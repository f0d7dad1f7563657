//! Classical grand canonical Monte Carlo: the degenerate single-slice case.
//!
//! Particles are bare positions with no imaginary-time structure.  Updates
//! displace one particle, inserts and deletes exchange particles with the
//! reservoir at fugacity z = exp(μ/T)/Λ^D.  The running energy accumulator
//! is validated against a full recompute on a fixed cadence.

use nalgebra::SVector;

use crate::constants::SimConstants;
use crate::container::Container;
use crate::moves::accept_probability;
use crate::potential::{ExternalPotential, InteractionPotential};
use crate::random::McRng;

/// Snapshot handed to the measurement observer.
#[derive(Clone, Copy, Debug)]
pub struct CmcSnapshot {
    pub step: u64,
    pub energy: f64,
    pub num_particles: usize,
    pub update_acceptance: f64,
    pub insert_acceptance: f64,
    pub delete_acceptance: f64,
}

/// Injected measurement sink; the sampler never touches stdout itself.
pub trait CmcObserver {
    fn measure(&mut self, snapshot: &CmcSnapshot);
}

/// An observer that accumulates the running means needed by the tests and
/// the binary.
#[derive(Default)]
pub struct AveragingObserver {
    pub samples: u64,
    pub sum_energy: f64,
    pub sum_particles: f64,
}

impl CmcObserver for AveragingObserver {
    fn measure(&mut self, snapshot: &CmcSnapshot) {
        self.samples += 1;
        self.sum_energy += snapshot.energy;
        self.sum_particles += snapshot.num_particles as f64;
    }
}

impl AveragingObserver {
    pub fn mean_energy(&self) -> f64 {
        if self.samples == 0 {
            0.0
        } else {
            self.sum_energy / self.samples as f64
        }
    }

    pub fn mean_particles(&self) -> f64 {
        if self.samples == 0 {
            0.0
        } else {
            self.sum_particles / self.samples as f64
        }
    }
}

pub struct ClassicalMonteCarlo<const D: usize, E, I> {
    external: E,
    interaction: I,
    pub cell: Container<D>,
    pub config: Vec<SVector<f64, D>>,
    /// Fugacity z = exp(μ/T)/Λ^D.
    pub z: f64,
    t: f64,
    update_delta: f64,
    energy: f64,
    steps: u64,
    check_interval: u64,
    num_update: u64,
    num_update_accept: u64,
    num_insert: u64,
    num_insert_accept: u64,
    num_delete: u64,
    num_delete_accept: u64,
}

impl<const D: usize, E, I> ClassicalMonteCarlo<D, E, I>
where
    E: ExternalPotential<D>,
    I: InteractionPotential<D>,
{
    pub fn new(
        external: E,
        interaction: I,
        cell: Container<D>,
        constants: &SimConstants,
        initial: Vec<SVector<f64, D>>,
    ) -> Self {
        let z = (constants.mu / constants.t).exp() / constants.db_wavelength.powi(D as i32);
        let mut cmc = ClassicalMonteCarlo {
            external,
            interaction,
            cell,
            config: initial,
            z,
            t: constants.t,
            update_delta: constants.delta,
            energy: 0.0,
            steps: 0,
            check_interval: 10_000,
            num_update: 0,
            num_update_accept: 0,
            num_insert: 0,
            num_insert_accept: 0,
            num_delete: 0,
            num_delete_accept: 0,
        };
        cmc.energy = cmc.total_energy();
        cmc
    }

    pub fn num_particles(&self) -> usize {
        self.config.len()
    }

    pub fn energy(&self) -> f64 {
        self.energy
    }

    /// Full O(N²) recompute of the configuration energy.
    pub fn total_energy(&self) -> f64 {
        let n = self.config.len();
        let mut energy = 0.0;
        for i in 0..n {
            energy += self.external.v(&self.config[i]);
            for j in i + 1..n {
                let mut sep = self.config[i] - self.config[j];
                self.cell.put_in_bc(&mut sep);
                energy += self.interaction.v(&sep);
            }
        }
        energy
    }

    /// Energy of particle `p` against the external field and all others.
    fn particle_energy(&self, p: usize, pos: &SVector<f64, D>) -> f64 {
        let mut energy = self.external.v(pos);
        for (j, other) in self.config.iter().enumerate() {
            if j != p {
                let mut sep = pos - other;
                self.cell.put_in_bc(&mut sep);
                energy += self.interaction.v(&sep);
            }
        }
        energy
    }

    /// Energy a particle at `pos` would add to the current configuration.
    fn insertion_energy(&self, pos: &SVector<f64, D>) -> f64 {
        let mut energy = self.external.v(pos);
        for other in &self.config {
            let mut sep = pos - other;
            self.cell.put_in_bc(&mut sep);
            energy += self.interaction.v(&sep);
        }
        energy
    }

    /// Single-particle displacement.
    pub fn update_move(&mut self, rng: &mut McRng) -> bool {
        if self.config.is_empty() {
            return false;
        }
        self.num_update += 1;

        let p = rng.rand_int(self.config.len() - 1);
        let old_pos = self.config[p];
        let old_e = self.particle_energy(p, &old_pos);

        let new_pos = self.cell.rand_update(rng, &old_pos, self.update_delta);
        if !self.cell.inside(&new_pos) {
            return false;
        }
        let new_e = self.particle_energy(p, &new_pos);

        if rng.rand() < accept_probability(-(new_e - old_e) / self.t) {
            self.config[p] = new_pos;
            self.energy += new_e - old_e;
            self.num_update_accept += 1;
            true
        } else {
            false
        }
    }

    /// Grand canonical insertion with weight zV/(N+1).
    pub fn insert_move(&mut self, rng: &mut McRng) -> bool {
        self.num_insert += 1;

        let pos = self.cell.rand_position(rng);
        let new_e = self.insertion_energy(&pos);
        let factor = self.z * self.cell.volume / (self.config.len() + 1) as f64;

        if rng.rand() < accept_probability(factor.ln() - new_e / self.t) {
            self.config.push(pos);
            self.energy += new_e;
            self.num_insert_accept += 1;
            true
        } else {
            false
        }
    }

    /// Grand canonical deletion with weight N/(zV).
    pub fn delete_move(&mut self, rng: &mut McRng) -> bool {
        if self.config.is_empty() {
            return false;
        }
        self.num_delete += 1;

        let p = rng.rand_int(self.config.len() - 1);
        let old_e = self.particle_energy(p, &self.config[p]);
        let factor = self.config.len() as f64 / (self.z * self.cell.volume);

        if rng.rand() < accept_probability(factor.ln() + old_e / self.t) {
            self.energy -= old_e;
            self.config.swap_remove(p);
            self.num_delete_accept += 1;
            true
        } else {
            false
        }
    }

    fn snapshot(&self) -> CmcSnapshot {
        let rate = |acc: u64, tot: u64| if tot == 0 { 0.0 } else { acc as f64 / tot as f64 };
        CmcSnapshot {
            step: self.steps,
            energy: self.energy,
            num_particles: self.config.len(),
            update_acceptance: rate(self.num_update_accept, self.num_update),
            insert_acceptance: rate(self.num_insert_accept, self.num_insert),
            delete_acceptance: rate(self.num_delete_accept, self.num_delete),
        }
    }

    /// Run `steps` of the equal-weight update/insert/delete mixture, calling
    /// the observer every `measure_interval` steps and validating the
    /// incremental energy accumulator on the check cadence.
    pub fn run(
        &mut self,
        steps: u64,
        measure_interval: u64,
        rng: &mut McRng,
        observer: &mut dyn CmcObserver,
    ) {
        for _ in 0..steps {
            self.steps += 1;
            let p = rng.rand();
            if p < 1.0 / 3.0 {
                self.update_move(rng);
            } else if p < 2.0 / 3.0 {
                self.insert_move(rng);
            } else {
                self.delete_move(rng);
            }

            if measure_interval > 0 && self.steps % measure_interval == 0 {
                let snapshot = self.snapshot();
                observer.measure(&snapshot);
            }

            if self.steps % self.check_interval == 0 {
                let recomputed = self.total_energy();
                let tolerance = 1e-8 * self.config.len().max(1) as f64;
                debug_assert!(
                    (self.energy - recomputed).abs() < tolerance,
                    "incremental energy {} drifted from recompute {}",
                    self.energy,
                    recomputed
                );
                self.energy = recomputed;
            }
        }
    }
}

* [Exercise description]:
Having read the records above, print them out again exactly.

* [Finished exercise]:
repository f0d7dad1f7563657
//! Classical grand canonical Monte Carlo: the degenerate single-slice case.
//!
//! Particles are bare positions with no imaginary-time structure.  Updates
//! displace one particle, inserts and deletes exchange particles with the
//! reservoir at fugacity z = exp(μ/T)/Λ^D.  The running energy accumulator
//! is validated against a full recompute on a fixed cadence.

use nalgebra::SVector;

use crate::constants::SimConstants;
use crate::container::Container;
use crate::moves::accept_probability;
use crate::potential::{ExternalPotential, InteractionPotential};
use crate::random::McRng;

/// Snapshot handed to the measurement observer.
#[derive(Clone, Copy, Debug)]
pub struct CmcSnapshot {
    pub step: u64,
    pub energy: f64,
    pub num_particles: usize,
    pub update_acceptance: f64,
    pub insert_acceptance: f64,
    pub delete_acceptance: f64,
}

/// Injected measurement sink; the sampler never touches stdout itself.
pub trait CmcObserver {
    fn measure(&mut self, snapshot: &CmcSnapshot);
}

/// An observer that accumulates the running means needed by the tests and
/// the binary.
#[derive(Default)]
pub struct AveragingObserver {
    pub samples: u64,
    pub sum_energy: f64,
    pub sum_particles: f64,
}

impl CmcObserver for AveragingObserver {
    fn measure(&mut self, snapshot: &CmcSnapshot) {
        self.samples += 1;
        self.sum_energy += snapshot.energy;
        self.sum_particles += snapshot.num_particles as f64;
    }
}

impl AveragingObserver {
    pub fn mean_energy(&self) -> f64 {
        if self.samples == 0 {
            0.0
        } else {
            self.sum_energy / self.samples as f64
        }
    }

    pub fn mean_particles(&self) -> f64 {
        if self.samples == 0 {
            0.0
        } else {
            self.sum_particles / self.samples as f64
        }
    }
}

pub struct ClassicalMonteCarlo<const D: usize, E, I> {
    external: E,
    interaction: I,
    pub cell: Container<D>,
    pub config: Vec<SVector<f64, D>>,
    /// Fugacity z = exp(μ/T)/Λ^D.
    pub z: f64,
    t: f64,
    update_delta: f64,
    energy: f64,
    steps: u64,
    check_interval: u64,
    num_update: u64,
    num_update_accept: u64,
    num_insert: u64,
    num_insert_accept: u64,
    num_delete: u64,
    num_delete_accept: u64,
}

impl<const D: usize, E, I> ClassicalMonteCarlo<D, E, I>
where
    E: ExternalPotential<D>,
    I: InteractionPotential<D>,
{
    pub fn new(
        external: E,
        interaction: I,
        cell: Container<D>,
        constants: &SimConstants,
        initial: Vec<SVector<f64, D>>,
    ) -> Self {
        let z = (constants.mu / constants.t).exp() / constants.db_wavelength.powi(D as i32);
        let mut cmc = ClassicalMonteCarlo {
            external,
            interaction,
            cell,
            config: initial,
            z,
            t: constants.t,
            update_delta: constants.delta,
            energy: 0.0,
            steps: 0,
            check_interval: 10_000,
            num_update: 0,
            num_update_accept: 0,
            num_insert: 0,
            num_insert_accept: 0,
            num_delete: 0,
            num_delete_accept: 0,
        };
        cmc.energy = cmc.total_energy();
        cmc
    }

    pub fn num_particles(&self) -> usize {
        self.config.len()
    }

    pub fn energy(&self) -> f64 {
        self.energy
    }

    /// Full O(N²) recompute of the configuration energy.
    pub fn total_energy(&self) -> f64 {
        let n = self.config.len();
        let mut energy = 0.0;
        for i in 0..n {
            energy += self.external.v(&self.config[i]);
            for j in i + 1..n {
                let mut sep = self.config[i] - self.config[j];
                self.cell.put_in_bc(&mut sep);
                energy += self.interaction.v(&sep);
            }
        }
        energy
    }

    /// Energy of particle `p` against the external field and all others.
    fn particle_energy(&self, p: usize, pos: &SVector<f64, D>) -> f64 {
        let mut energy = self.external.v(pos);
        for (j, other) in self.config.iter().enumerate() {
            if j != p {
                let mut sep = pos - other;
                self.cell.put_in_bc(&mut sep);
                energy += self.interaction.v(&sep);
            }
        }
        energy
    }

    /// Energy a particle at `pos` would add to the current configuration.
    fn insertion_energy(&self, pos: &SVector<f64, D>) -> f64 {
        let mut energy = self.external.v(pos);
        for other in &self.config {
            let mut sep = pos - other;
            self.cell.put_in_bc(&mut sep);
            energy += self.interaction.v(&sep);
        }
        energy
    }

    /// Single-particle displacement.
    pub fn update_move(&mut self, rng: &mut McRng) -> bool {
        if self.config.is_empty() {
            return false;
        }
        self.num_update += 1;

        let p = rng.rand_int(self.config.len() - 1);
        let old_pos = self.config[p];
        let old_e = self.particle_energy(p, &old_pos);

        let new_pos = self.cell.rand_update(rng, &old_pos, self.update_delta);
        if !self.cell.inside(&new_pos) {
            return false;
        }
        let new_e = self.particle_energy(p, &new_pos);

        if rng.rand() < accept_probability(-(new_e - old_e) / self.t) {
            self.config[p] = new_pos;
            self.energy += new_e - old_e;
            self.num_update_accept += 1;
            true
        } else {
            false
        }
    }

    /// Grand canonical insertion with weight zV/(N+1).
    pub fn insert_move(&mut self, rng: &mut McRng) -> bool {
        self.num_insert += 1;

        let pos = self.cell.rand_position(rng);
        let new_e = self.insertion_energy(&pos);
        let factor = self.z * self.cell.volume / (self.config.len() + 1) as f64;

        if rng.rand() < accept_probability(factor.ln() - new_e / self.t) {
            self.config.push(pos);
            self.energy += new_e;
            self.num_insert_accept += 1;
            true
        } else {
            false
        }
    }

    /// Grand canonical deletion with weight N/(zV).
    pub fn delete_move(&mut self, rng: &mut McRng) -> bool {
        if self.config.is_empty() {
            return false;
        }
        self.num_delete += 1;

        let p = rng.rand_int(self.config.len() - 1);
        let old_e = self.particle_energy(p, &self.config[p]);
        let factor = self.config.len() as f64 / (self.z * self.cell.volume);

        if rng.rand() < accept_probability(factor.ln() + old_e / self.t) {
            self.energy -= old_e;
            self.config.swap_remove(p);
            self.num_delete_accept += 1;
            true
        } else {
            false
        }
    }

    fn snapshot(&self) -> CmcSnapshot {
        let rate = |acc: u64, tot: u64| if tot == 0 { 0.0 } else { acc as f64 / tot as f64 };
        CmcSnapshot {
            step: self.steps,
            energy: self.energy,
            num_particles: self.config.len(),
            update_acceptance: rate(self.num_update_accept, self.num_update),
            insert_acceptance: rate(self.num_insert_accept, self.num_insert),
            delete_acceptance: rate(self.num_delete_accept, self.num_delete),
        }
    }

    /// Run `steps` of the equal-weight update/insert/delete mixture, calling
    /// the observer every `measure_interval` steps and validating the
    /// incremental energy accumulator on the check cadence.
    pub fn run(
        &mut self,
        steps: u64,
        measure_interval: u64,
        rng: &mut McRng,
        observer: &mut dyn CmcObserver,
    ) {
        for _ in 0..steps {
            self.steps += 1;
            let p = rng.rand();
            if p < 1.0 / 3.0 {
                self.update_move(rng);
            } else if p < 2.0 / 3.0 {
                self.insert_move(rng);
            } else {
                self.delete_move(rng);
            }

            if measure_interval > 0 && self.steps % measure_interval == 0 {
                let snapshot = self.snapshot();
                observer.measure(&snapshot);
            }

            if self.steps % self.check_interval == 0 {
                let recomputed = self.total_energy();
                let tolerance = 1e-8 * self.config.len().max(1) as f64;
                debug_assert!(
                    (self.energy - recomputed).abs() < tolerance,
                    "incremental energy {} drifted from recompute {}",
                    self.energy,
                    recomputed
                );
                self.energy = recomputed;
            }
        }
    }
}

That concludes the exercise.